**Try it:** From the records below, transcribe only the lines running from the one with "stretch_contrast(&mut buffer);" through the one with "self.advance(Stage::Decoded);". Keep both of those end lines.

**Entries shown:**
- - - - -

//! Per-frame detection pipeline
//!
//! Runs the stages in strict order: contrast, contour tracing, quad
//! finding, rectification, payload decode. Each stage's output becoming
//! available is a state transition; an empty stage output short-circuits to
//! NotFound. The pipeline holds no state between frames beyond its
//! configuration, so independent frames may run on independent instances
//! in parallel.

use image::DynamicImage;
use log::debug;

use crate::config::{ContrastMode, DetectorConfig};
use crate::decoder::decode_payload;
use crate::detector::contour::trace_contours;
use crate::detector::quad::find_quads;
use crate::detector::rectify::rectify;
use crate::error::{DetectError, Result};
use crate::models::{DetectionResult, RasterBuffer};
use crate::utils::contrast::stretch_contrast;

/// Pipeline stage; advanced linearly, logged per transition
#[derive(Debug, Clone, Copy, PartialEq, Eq)]
pub enum Stage {
    /// No frame loaded yet
    Idle,
    /// Grayscale buffer ingested
    BufferLoaded,
    /// Contrast pre-processing applied
    Enhanced,
    /// Contours traced
    ContoursTraced,
    /// Quad candidates ranked, best selected
    QuadSelected,
    /// Best candidate rectified onto the sampling grid
    Rectified,
    /// Payload sampled and checksum verified (or not)
    Decoded,
}

/// One-frame detection pipeline.
///
/// Each `detect` call starts from `Idle` regardless of the previous frame's
/// outcome; there is no hidden cross-call state.
#[derive(Debug, Clone)]
pub struct DetectionPipeline {
    config: DetectorConfig,
    stage: Stage,
}

impl DetectionPipeline {
    /// Create a pipeline with default tuning
    pub fn new() -> Self {
        Self::with_config(DetectorConfig::default())
    }

    /// Create a pipeline with explicit tuning
    pub fn with_config(config: DetectorConfig) -> Self {
        Self {
            config,
            stage: Stage::Idle,
        }
    }

    /// The tuning parameters this pipeline runs with
    pub fn config(&self) -> &DetectorConfig {
        &self.config
    }

    /// Stage reached by the most recent `detect` call
    pub fn stage(&self) -> Stage {
        self.stage
    }

    /// Drop any record of the previous frame
    pub fn reset(&mut self) {
        self.stage = Stage::Idle;
    }

    /// Ingest a platform image and run one detection
    pub fn detect_image(
        &mut self,
        source: &DynamicImage,
        flip: bool,
        vert_flip: bool,
    ) -> Result<DetectionResult> {
        let buffer = RasterBuffer::render_from_image(source, flip, vert_flip)?;
        Ok(self.detect(buffer))
    }

    /// Run one detection over an owned grayscale buffer.
    ///
    /// Takes the buffer by value: the pipeline owns the frame's image data
    /// for the duration of the run and the contrast stage mutates it in
    /// place.
    pub fn detect(&mut self, mut buffer: RasterBuffer) -> DetectionResult {
        self.reset();
        self.advance(Stage::BufferLoaded);

        if self.config.contrast == ContrastMode::Stretch {
            stretch_contrast(&mut buffer);
        }
        self.advance(Stage::Enhanced);

        let contours = trace_contours(&buffer, &self.config);
        if contours.is_empty() {
            debug!("no contours traced; frame is empty");
            return DetectionResult::not_found();
        }
        self.advance(Stage::ContoursTraced);

        let candidates = find_quads(&contours, &self.config);
        if candidates.is_empty() {
            debug!("{} contours but no quad candidates", contours.len());
            return DetectionResult::not_found();
        }
        self.advance(Stage::QuadSelected);

        for (rank, candidate) in candidates.iter().enumerate() {
            let patch = match rectify(&buffer, candidate, &self.config) {
                Ok(patch) => patch,
                Err(DetectError::DegenerateTransform) => {
                    debug!("candidate {} degenerate, trying next", rank);
                    continue;
                }
                Err(err) => {
                    debug!("candidate {} failed rectification: {}", rank, err);
                    continue;
                }
            };
            self.advance(Stage::Rectified);

            let decoded = decode_payload(&patch, &self.config);
            self.advance(Stage::Decoded);

            // The first rectifiable candidate decides the frame's outcome;
            // a checksum failure is terminal, not a cue to keep searching
            return if decoded.valid {
                DetectionResult::success(candidate.corners, decoded.bytes)
            } else {
                debug!("candidate {} checksum failed", rank);
                DetectionResult::corrupt(candidate.corners, decoded.bytes)
            };
        }

        debug!("all {} candidates degenerate", candidates.len());
        DetectionResult::not_found()
    }

    fn advance(&mut self, stage: Stage) {
        debug!("stage {:?} -> {:?}", self.stage, stage);
        self.stage = stage;
    }
}

impl Default for DetectionPipeline {
    fn default() -> Self {
        Self::new()
    }
}

#[cfg(test)]
mod tests {
    use super::*;
    use crate::models::Outcome;

    #[test]
    fn test_blank_frame_is_not_found() {
        let mut pipeline = DetectionPipeline::new();
        let result = pipeline.detect(RasterBuffer::new(100, 100));
        assert!(!result.found);
        assert_eq!(result.outcome(), Outcome::NotFound);
        assert_eq!(pipeline.stage(), Stage::Enhanced);
    }

    #[test]
    fn test_solid_quad_is_found_but_corrupt() {
        // A featureless black square carries an all-ones "payload" whose
        // checksum cannot verify
        let mut gray = vec![255u8; 100 * 100];
        for y in 20..80 {
            for x in 20..80 {
                gray[y * 100 + x] = 0;
            }
        }
        let buffer = RasterBuffer::from_gray(gray, 100, 100).unwrap();

        let mut pipeline = DetectionPipeline::new();
        let result = pipeline.detect(buffer);
        assert!(result.found);
        assert!(!result.payload_valid);
        assert_eq!(result.outcome(), Outcome::Corrupt);
        assert_eq!(pipeline.stage(), Stage::Decoded);
        assert!(result.corners.is_some());
    }

    #[test]
    fn test_repeated_detects_are_independent() {
        let mut pipeline = DetectionPipeline::new();

        let empty = pipeline.detect(RasterBuffer::new(64, 64));
        assert!(!empty.found);

        let mut gray = vec![255u8; 64 * 64];
        for y in 10..50 {
            for x in 10..50 {
                gray[y * 64 + x] = 0;
            }
        }
        let found = pipeline.detect(RasterBuffer::from_gray(gray, 64, 64).unwrap());
        assert!(found.found);

        // No carry-over: an empty frame after a hit is still empty
        let empty_again = pipeline.detect(RasterBuffer::new(64, 64));
        assert_eq!(empty_again, DetectionResult::not_found());
    }
}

- - - - -

**Task response:**
            stretch_contrast(&mut buffer);
        }
        self.advance(Stage::Enhanced);

        let contours = trace_contours(&buffer, &self.config);
        if contours.is_empty() {
            debug!("no contours traced; frame is empty");
            return DetectionResult::not_found();
        }
        self.advance(Stage::ContoursTraced);

        let candidates = find_quads(&contours, &self.config);
        if candidates.is_empty() {
            debug!("{} contours but no quad candidates", contours.len());
            return DetectionResult::not_found();
        }
        self.advance(Stage::QuadSelected);

        for (rank, candidate) in candidates.iter().enumerate() {
            let patch = match rectify(&buffer, candidate, &self.config) {
                Ok(patch) => patch,
                Err(DetectError::DegenerateTransform) => {
                    debug!("candidate {} degenerate, trying next", rank);
                    continue;
                }
                Err(err) => {
                    debug!("candidate {} failed rectification: {}", rank, err);
                    continue;
                }
            };
            self.advance(Stage::Rectified);

            let decoded = decode_payload(&patch, &self.config);
            self.advance(Stage::Decoded);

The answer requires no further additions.